Please say how many lines of the entries below contain the word "allowed", and leave out everything else.

Material shown ->
******

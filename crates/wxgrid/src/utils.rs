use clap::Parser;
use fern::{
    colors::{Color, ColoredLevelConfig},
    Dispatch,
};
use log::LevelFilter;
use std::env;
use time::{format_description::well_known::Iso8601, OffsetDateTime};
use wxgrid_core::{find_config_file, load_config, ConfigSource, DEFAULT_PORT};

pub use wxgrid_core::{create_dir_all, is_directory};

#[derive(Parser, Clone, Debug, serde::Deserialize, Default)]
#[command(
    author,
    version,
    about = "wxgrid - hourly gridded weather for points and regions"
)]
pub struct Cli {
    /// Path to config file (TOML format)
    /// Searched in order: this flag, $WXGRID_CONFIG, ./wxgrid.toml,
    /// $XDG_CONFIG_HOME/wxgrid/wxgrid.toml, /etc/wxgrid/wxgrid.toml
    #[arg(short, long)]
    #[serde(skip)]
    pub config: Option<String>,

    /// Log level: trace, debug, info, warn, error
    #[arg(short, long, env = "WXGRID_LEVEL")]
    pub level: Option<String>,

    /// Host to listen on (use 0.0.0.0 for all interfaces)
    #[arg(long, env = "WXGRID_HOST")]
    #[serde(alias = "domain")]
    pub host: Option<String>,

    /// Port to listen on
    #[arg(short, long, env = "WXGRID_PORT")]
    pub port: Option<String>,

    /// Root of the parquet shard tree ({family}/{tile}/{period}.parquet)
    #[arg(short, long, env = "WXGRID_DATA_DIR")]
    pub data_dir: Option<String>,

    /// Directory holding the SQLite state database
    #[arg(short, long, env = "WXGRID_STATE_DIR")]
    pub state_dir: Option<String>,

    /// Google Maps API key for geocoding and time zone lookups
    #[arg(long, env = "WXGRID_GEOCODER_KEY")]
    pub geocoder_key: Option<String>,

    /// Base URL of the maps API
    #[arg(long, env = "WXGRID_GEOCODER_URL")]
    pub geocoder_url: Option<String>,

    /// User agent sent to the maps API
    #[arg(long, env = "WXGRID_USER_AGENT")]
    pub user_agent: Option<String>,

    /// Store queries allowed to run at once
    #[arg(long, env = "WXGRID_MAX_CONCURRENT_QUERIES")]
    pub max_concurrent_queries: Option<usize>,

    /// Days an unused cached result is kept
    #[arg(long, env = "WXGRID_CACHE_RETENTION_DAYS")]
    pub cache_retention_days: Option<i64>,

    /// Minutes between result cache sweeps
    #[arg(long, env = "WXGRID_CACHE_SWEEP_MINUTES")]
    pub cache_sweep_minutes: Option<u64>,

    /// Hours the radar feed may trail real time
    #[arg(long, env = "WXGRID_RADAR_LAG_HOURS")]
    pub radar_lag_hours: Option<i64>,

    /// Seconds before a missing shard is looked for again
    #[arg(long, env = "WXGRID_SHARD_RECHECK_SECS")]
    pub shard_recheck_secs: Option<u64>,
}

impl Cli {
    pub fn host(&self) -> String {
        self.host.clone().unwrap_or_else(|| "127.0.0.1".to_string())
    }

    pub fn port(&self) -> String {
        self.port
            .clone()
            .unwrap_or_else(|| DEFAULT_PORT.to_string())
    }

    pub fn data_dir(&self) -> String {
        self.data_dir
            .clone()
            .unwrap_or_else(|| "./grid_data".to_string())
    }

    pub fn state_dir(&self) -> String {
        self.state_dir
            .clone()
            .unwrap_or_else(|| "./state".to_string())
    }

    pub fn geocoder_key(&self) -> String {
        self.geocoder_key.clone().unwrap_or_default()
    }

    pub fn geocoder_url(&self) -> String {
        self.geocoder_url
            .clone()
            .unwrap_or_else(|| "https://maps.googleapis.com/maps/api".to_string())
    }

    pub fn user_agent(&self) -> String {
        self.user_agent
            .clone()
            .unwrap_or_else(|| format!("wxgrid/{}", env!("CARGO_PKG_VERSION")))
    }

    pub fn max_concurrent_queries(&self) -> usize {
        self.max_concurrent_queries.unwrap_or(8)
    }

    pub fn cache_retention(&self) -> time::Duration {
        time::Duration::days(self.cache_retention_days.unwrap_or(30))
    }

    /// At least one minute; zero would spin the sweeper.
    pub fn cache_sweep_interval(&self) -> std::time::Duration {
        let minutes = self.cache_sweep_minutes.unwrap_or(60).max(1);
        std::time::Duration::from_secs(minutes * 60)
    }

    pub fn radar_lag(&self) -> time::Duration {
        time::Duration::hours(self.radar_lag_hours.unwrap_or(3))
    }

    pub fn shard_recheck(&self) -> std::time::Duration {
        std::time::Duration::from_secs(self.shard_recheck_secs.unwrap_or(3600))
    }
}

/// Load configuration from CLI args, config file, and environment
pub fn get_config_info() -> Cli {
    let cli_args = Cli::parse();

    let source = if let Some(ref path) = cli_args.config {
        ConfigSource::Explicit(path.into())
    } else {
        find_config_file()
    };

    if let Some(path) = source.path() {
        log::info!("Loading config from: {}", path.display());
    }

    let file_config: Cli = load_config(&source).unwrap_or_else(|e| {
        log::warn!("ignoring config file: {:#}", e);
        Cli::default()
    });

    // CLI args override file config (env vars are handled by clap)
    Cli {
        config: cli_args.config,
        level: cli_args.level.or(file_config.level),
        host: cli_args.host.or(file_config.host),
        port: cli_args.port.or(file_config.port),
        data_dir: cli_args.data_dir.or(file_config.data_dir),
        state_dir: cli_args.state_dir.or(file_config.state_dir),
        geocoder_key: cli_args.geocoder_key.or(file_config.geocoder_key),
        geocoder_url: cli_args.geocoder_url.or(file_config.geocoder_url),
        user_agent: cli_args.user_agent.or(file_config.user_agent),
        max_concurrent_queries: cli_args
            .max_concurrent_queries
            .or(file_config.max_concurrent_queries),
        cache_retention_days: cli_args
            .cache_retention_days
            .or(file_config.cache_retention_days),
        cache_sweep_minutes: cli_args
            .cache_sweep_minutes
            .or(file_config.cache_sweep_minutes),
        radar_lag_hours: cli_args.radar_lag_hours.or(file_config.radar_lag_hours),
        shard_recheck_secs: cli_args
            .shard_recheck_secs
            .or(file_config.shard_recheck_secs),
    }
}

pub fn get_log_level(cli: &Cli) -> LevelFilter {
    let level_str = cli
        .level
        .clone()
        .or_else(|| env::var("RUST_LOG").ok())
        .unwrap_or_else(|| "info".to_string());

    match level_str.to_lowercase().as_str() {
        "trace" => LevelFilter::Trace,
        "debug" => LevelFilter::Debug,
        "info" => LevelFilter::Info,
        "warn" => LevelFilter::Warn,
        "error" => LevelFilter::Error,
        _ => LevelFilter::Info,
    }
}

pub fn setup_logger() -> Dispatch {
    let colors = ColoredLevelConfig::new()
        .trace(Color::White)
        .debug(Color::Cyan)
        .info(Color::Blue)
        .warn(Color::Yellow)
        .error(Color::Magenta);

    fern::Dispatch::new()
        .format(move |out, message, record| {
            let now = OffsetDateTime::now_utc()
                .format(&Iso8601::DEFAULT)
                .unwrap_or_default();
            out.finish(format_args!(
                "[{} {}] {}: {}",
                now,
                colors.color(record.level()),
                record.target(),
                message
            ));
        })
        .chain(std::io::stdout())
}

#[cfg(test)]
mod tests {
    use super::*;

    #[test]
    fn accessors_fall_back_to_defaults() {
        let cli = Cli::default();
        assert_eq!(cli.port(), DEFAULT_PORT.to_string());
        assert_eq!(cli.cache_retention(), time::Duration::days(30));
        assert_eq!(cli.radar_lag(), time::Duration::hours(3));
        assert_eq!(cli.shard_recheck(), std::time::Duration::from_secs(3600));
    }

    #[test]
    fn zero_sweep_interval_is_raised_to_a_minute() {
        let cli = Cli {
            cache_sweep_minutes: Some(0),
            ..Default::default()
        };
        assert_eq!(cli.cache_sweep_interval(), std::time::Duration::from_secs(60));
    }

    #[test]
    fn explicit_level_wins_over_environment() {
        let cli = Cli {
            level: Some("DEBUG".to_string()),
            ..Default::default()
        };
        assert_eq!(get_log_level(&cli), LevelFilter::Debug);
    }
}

******

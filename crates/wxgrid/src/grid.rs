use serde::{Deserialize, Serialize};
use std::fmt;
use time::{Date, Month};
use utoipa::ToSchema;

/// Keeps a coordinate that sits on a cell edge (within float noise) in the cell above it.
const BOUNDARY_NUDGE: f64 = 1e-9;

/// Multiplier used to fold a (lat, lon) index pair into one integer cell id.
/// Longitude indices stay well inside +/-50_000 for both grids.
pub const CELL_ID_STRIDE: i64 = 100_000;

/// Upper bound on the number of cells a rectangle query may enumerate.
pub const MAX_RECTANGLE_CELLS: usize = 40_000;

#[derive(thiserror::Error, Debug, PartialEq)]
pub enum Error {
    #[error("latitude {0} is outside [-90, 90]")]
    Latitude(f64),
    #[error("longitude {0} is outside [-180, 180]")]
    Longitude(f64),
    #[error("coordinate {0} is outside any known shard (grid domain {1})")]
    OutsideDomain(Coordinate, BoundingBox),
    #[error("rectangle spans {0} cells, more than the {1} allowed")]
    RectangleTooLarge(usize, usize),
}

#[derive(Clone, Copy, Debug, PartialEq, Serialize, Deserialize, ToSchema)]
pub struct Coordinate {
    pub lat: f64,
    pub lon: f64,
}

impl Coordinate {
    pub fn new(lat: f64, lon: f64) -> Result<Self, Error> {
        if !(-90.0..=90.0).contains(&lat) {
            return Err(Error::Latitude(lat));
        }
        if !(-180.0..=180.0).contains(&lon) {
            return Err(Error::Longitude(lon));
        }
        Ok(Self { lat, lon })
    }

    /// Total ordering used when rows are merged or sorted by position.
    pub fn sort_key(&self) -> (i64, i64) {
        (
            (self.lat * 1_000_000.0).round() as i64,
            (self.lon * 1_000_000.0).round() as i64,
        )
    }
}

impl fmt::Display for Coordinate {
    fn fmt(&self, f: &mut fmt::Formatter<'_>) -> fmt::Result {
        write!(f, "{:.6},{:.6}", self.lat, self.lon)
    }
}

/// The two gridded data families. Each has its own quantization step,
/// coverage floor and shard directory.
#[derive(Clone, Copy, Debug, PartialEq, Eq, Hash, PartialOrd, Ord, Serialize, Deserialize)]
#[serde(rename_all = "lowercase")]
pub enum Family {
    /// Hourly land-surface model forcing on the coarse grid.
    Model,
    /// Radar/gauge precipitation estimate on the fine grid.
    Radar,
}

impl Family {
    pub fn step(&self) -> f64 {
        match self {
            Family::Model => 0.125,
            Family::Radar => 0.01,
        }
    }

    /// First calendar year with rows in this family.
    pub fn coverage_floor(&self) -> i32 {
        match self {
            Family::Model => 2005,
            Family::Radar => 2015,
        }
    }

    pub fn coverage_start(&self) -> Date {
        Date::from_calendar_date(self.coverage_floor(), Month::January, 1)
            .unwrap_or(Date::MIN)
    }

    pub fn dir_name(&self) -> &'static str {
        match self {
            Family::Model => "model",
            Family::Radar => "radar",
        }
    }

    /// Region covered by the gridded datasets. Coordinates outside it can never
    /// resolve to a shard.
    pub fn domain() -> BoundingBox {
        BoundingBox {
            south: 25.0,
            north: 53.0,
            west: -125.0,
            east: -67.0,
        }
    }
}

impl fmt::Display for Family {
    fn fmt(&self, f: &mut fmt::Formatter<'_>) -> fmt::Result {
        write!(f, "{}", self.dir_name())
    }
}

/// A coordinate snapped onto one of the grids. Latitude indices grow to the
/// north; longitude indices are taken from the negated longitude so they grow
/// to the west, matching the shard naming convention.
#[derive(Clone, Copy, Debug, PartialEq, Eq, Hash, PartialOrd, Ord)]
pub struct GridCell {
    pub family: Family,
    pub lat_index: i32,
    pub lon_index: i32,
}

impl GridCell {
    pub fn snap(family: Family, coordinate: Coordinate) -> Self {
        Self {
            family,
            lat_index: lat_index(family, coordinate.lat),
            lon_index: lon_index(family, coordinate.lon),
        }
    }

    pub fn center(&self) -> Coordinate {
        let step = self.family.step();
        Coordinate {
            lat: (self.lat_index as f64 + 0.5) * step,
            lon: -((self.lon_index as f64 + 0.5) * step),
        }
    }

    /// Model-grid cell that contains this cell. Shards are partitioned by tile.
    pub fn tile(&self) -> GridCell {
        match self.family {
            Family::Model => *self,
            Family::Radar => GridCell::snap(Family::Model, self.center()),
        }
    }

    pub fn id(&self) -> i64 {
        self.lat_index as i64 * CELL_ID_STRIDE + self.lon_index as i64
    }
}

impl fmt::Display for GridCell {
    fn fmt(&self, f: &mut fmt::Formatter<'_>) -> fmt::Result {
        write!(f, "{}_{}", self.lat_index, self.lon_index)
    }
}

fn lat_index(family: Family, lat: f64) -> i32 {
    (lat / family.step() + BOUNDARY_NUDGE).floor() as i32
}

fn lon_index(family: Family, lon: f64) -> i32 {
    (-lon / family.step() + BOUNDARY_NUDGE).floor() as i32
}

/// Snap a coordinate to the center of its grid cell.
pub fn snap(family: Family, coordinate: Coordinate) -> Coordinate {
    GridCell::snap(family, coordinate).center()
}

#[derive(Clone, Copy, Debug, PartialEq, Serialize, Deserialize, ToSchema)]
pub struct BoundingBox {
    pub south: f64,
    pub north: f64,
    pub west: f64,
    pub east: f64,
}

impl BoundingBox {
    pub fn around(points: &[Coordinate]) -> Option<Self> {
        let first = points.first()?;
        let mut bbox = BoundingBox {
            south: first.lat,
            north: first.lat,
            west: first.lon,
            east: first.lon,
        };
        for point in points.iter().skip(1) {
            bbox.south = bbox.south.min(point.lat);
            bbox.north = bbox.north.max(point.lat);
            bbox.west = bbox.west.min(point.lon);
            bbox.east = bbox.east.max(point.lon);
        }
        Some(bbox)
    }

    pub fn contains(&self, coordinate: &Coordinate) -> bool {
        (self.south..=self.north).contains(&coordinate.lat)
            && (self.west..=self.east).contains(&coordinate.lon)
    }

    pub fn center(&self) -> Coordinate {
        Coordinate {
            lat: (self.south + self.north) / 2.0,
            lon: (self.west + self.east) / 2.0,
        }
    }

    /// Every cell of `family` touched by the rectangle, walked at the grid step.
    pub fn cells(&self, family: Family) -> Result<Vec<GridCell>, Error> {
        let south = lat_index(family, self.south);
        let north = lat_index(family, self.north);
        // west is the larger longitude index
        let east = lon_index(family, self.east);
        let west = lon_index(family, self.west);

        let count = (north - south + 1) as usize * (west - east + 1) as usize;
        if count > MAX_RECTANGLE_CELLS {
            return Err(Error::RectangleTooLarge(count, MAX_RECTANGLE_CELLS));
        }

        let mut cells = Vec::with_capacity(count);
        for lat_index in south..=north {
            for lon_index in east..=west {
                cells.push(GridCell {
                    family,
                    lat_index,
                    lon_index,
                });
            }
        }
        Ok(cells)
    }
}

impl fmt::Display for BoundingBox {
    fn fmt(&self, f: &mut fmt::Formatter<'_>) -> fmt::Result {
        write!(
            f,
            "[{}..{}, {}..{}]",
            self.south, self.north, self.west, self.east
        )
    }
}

******

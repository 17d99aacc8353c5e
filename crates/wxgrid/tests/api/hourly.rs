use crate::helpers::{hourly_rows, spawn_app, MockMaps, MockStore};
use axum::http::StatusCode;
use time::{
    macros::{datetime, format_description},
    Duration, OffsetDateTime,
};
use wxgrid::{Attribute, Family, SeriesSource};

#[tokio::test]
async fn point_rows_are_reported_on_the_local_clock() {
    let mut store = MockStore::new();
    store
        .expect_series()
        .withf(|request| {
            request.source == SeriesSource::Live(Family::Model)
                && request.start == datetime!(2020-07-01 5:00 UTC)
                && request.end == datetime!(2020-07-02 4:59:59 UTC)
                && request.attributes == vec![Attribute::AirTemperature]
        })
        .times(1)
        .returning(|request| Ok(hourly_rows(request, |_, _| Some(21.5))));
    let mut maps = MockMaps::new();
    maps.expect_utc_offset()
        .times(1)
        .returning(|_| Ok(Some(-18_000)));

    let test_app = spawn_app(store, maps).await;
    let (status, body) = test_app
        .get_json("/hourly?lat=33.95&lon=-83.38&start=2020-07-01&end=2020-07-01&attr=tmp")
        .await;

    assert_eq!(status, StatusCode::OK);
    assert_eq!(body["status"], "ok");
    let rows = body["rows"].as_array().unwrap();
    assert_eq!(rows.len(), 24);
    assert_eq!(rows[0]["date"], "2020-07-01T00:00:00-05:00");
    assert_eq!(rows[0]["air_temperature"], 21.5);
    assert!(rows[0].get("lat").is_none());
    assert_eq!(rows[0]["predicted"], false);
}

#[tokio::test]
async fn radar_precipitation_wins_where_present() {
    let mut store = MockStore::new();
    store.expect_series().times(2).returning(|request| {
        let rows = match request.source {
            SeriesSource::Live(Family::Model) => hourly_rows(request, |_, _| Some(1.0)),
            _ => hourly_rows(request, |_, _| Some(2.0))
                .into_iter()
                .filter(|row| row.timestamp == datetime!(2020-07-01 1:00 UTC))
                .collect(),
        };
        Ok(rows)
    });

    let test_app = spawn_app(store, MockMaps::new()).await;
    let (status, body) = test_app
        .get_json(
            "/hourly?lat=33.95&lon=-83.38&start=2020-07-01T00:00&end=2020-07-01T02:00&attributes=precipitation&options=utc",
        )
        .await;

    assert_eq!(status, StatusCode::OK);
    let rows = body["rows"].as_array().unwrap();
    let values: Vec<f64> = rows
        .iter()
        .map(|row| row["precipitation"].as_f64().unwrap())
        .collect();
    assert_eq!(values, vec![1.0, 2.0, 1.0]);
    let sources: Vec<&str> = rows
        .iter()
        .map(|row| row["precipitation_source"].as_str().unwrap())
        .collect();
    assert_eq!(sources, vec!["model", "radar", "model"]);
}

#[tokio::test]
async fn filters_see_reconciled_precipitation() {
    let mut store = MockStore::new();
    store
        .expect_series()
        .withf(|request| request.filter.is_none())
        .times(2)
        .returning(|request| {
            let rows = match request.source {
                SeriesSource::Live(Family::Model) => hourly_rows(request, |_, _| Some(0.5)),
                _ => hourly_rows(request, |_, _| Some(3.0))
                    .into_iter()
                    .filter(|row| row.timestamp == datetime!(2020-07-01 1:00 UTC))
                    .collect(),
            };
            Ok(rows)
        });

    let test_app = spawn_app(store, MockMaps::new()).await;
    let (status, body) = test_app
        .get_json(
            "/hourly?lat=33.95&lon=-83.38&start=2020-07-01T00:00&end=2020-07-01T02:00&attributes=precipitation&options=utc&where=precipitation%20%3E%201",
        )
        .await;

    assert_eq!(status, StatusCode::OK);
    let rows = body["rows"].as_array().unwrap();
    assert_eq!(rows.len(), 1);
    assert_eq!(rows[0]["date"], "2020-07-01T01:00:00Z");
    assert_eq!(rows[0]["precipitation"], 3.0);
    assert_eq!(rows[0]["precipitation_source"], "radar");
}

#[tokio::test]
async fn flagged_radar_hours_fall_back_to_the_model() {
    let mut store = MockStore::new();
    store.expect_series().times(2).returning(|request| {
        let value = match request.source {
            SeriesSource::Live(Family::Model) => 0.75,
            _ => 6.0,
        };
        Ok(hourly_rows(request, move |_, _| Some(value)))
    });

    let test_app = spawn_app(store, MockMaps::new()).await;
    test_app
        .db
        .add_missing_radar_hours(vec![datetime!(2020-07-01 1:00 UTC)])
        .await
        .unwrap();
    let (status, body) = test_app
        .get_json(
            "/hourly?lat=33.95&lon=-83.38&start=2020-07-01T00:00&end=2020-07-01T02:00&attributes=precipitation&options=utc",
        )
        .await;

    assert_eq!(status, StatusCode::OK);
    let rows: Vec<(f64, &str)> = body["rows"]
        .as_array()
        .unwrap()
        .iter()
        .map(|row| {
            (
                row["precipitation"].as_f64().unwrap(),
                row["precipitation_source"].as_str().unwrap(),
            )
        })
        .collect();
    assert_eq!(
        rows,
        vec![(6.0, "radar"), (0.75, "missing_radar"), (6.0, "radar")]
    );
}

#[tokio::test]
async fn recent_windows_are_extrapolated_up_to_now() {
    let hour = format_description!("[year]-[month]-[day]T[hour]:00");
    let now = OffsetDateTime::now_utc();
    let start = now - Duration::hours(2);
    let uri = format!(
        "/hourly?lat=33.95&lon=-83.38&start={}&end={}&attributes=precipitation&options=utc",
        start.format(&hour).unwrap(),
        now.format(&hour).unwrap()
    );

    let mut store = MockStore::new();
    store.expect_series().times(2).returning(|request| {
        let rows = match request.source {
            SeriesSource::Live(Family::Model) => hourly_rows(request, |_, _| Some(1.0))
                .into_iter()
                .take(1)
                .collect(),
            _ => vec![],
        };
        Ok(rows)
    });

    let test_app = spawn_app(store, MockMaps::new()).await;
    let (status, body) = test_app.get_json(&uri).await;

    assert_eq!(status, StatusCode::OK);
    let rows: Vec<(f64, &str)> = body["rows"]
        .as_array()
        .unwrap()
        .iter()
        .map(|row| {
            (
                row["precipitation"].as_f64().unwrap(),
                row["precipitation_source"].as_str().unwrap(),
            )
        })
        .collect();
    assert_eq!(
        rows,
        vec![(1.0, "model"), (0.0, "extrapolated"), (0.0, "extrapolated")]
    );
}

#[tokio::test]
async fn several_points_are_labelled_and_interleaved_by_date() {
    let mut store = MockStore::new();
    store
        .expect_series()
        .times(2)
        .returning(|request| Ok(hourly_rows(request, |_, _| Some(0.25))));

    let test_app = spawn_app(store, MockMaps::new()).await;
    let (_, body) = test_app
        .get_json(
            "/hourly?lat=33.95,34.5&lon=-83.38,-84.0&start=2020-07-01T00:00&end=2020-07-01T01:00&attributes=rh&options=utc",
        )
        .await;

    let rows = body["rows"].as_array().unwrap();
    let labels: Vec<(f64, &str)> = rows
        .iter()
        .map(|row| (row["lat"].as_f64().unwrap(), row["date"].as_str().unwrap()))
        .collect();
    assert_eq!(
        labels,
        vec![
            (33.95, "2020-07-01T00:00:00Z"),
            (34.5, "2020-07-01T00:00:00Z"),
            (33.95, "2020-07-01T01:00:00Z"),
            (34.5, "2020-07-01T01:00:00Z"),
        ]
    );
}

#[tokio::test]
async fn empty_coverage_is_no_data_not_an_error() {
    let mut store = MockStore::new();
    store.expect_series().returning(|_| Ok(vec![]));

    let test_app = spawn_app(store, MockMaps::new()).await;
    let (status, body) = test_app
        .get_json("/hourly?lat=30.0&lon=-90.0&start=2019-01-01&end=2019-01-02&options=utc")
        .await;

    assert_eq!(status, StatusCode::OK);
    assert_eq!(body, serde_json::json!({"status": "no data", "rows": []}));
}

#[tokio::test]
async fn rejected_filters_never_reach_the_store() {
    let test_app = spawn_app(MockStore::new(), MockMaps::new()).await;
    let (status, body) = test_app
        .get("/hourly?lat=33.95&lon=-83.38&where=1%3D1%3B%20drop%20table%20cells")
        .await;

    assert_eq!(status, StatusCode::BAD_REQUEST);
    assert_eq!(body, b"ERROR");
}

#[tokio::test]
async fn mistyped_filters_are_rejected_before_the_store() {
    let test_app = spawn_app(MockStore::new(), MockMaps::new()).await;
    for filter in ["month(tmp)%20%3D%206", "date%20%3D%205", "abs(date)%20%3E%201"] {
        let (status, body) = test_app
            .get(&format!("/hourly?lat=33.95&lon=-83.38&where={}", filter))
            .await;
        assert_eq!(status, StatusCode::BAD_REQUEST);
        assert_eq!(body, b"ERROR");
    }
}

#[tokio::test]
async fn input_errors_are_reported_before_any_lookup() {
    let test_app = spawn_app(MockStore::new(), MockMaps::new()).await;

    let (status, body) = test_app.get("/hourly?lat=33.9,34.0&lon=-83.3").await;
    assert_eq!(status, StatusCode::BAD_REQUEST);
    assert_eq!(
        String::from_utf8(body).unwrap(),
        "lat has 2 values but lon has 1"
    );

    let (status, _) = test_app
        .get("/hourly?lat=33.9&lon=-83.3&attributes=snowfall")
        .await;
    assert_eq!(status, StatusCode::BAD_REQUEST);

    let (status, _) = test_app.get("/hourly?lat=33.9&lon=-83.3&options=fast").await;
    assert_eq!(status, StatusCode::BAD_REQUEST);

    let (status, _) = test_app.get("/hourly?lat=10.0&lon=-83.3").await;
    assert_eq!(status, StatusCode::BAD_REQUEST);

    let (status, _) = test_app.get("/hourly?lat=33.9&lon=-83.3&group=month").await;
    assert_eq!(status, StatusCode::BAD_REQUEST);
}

******

Result for this exercise ->
2